> [REQUIRED WORK]:
Go over the data and copy out each line with "Instant" in it.

> [GIVEN DATA]:
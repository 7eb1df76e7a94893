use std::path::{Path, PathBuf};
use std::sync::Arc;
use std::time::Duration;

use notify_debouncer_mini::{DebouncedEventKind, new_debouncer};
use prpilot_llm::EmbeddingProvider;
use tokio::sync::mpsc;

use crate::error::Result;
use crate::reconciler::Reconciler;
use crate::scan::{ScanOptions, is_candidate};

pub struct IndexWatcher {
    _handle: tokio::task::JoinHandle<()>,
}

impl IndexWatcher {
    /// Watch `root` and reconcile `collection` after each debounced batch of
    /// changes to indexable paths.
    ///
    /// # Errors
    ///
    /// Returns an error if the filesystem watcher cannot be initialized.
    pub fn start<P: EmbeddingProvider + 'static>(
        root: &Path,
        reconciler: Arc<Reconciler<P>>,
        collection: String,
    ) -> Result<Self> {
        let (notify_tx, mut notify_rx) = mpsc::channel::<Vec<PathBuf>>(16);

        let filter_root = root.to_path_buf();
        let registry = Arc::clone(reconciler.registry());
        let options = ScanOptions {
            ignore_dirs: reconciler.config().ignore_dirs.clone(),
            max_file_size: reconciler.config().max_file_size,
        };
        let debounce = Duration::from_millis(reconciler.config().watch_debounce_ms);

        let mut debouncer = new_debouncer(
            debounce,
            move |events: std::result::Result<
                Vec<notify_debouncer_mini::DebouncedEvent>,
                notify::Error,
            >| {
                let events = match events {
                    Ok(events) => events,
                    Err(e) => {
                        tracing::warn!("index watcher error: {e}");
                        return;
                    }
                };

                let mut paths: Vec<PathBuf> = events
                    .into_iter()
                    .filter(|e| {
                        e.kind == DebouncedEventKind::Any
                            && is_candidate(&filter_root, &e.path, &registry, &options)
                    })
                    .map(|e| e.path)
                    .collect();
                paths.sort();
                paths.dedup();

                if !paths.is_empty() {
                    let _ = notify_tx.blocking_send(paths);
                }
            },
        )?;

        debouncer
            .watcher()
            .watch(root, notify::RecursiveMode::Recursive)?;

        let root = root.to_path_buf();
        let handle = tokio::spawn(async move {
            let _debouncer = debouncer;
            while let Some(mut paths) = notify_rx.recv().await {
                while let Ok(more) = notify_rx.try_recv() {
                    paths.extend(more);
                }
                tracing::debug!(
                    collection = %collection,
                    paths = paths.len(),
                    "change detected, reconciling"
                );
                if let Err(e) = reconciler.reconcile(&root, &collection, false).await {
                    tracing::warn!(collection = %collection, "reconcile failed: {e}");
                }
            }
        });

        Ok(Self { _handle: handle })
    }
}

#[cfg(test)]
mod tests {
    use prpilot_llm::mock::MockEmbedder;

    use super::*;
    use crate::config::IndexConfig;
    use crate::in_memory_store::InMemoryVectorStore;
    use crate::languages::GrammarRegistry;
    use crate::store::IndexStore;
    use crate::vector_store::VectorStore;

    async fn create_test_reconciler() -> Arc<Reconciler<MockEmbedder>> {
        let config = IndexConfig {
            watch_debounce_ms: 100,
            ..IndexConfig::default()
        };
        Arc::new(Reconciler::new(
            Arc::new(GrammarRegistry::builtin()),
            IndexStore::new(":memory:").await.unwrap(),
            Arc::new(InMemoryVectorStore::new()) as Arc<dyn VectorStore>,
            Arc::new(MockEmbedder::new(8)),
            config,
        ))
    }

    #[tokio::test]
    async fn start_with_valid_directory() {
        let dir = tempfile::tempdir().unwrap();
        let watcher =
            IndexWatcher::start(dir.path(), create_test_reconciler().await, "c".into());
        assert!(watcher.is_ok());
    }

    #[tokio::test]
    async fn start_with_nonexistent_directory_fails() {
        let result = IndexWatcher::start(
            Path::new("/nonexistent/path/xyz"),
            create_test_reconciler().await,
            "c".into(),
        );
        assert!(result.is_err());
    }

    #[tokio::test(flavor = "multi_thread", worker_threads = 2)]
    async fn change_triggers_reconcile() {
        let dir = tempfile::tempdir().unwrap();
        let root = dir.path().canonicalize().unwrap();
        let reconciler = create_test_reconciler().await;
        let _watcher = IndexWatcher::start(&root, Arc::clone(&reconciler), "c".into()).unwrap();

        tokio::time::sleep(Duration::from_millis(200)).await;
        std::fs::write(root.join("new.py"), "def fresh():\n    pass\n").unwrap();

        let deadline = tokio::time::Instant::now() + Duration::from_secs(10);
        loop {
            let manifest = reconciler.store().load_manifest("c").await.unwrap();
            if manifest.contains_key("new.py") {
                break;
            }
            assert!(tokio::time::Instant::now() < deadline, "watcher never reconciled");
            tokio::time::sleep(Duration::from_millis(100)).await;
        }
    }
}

> [RESULT FOR THIS EXERCISE]:
        let deadline = tokio::time::Instant::now() + Duration::from_secs(10);
            assert!(tokio::time::Instant::now() < deadline, "watcher never reconciled");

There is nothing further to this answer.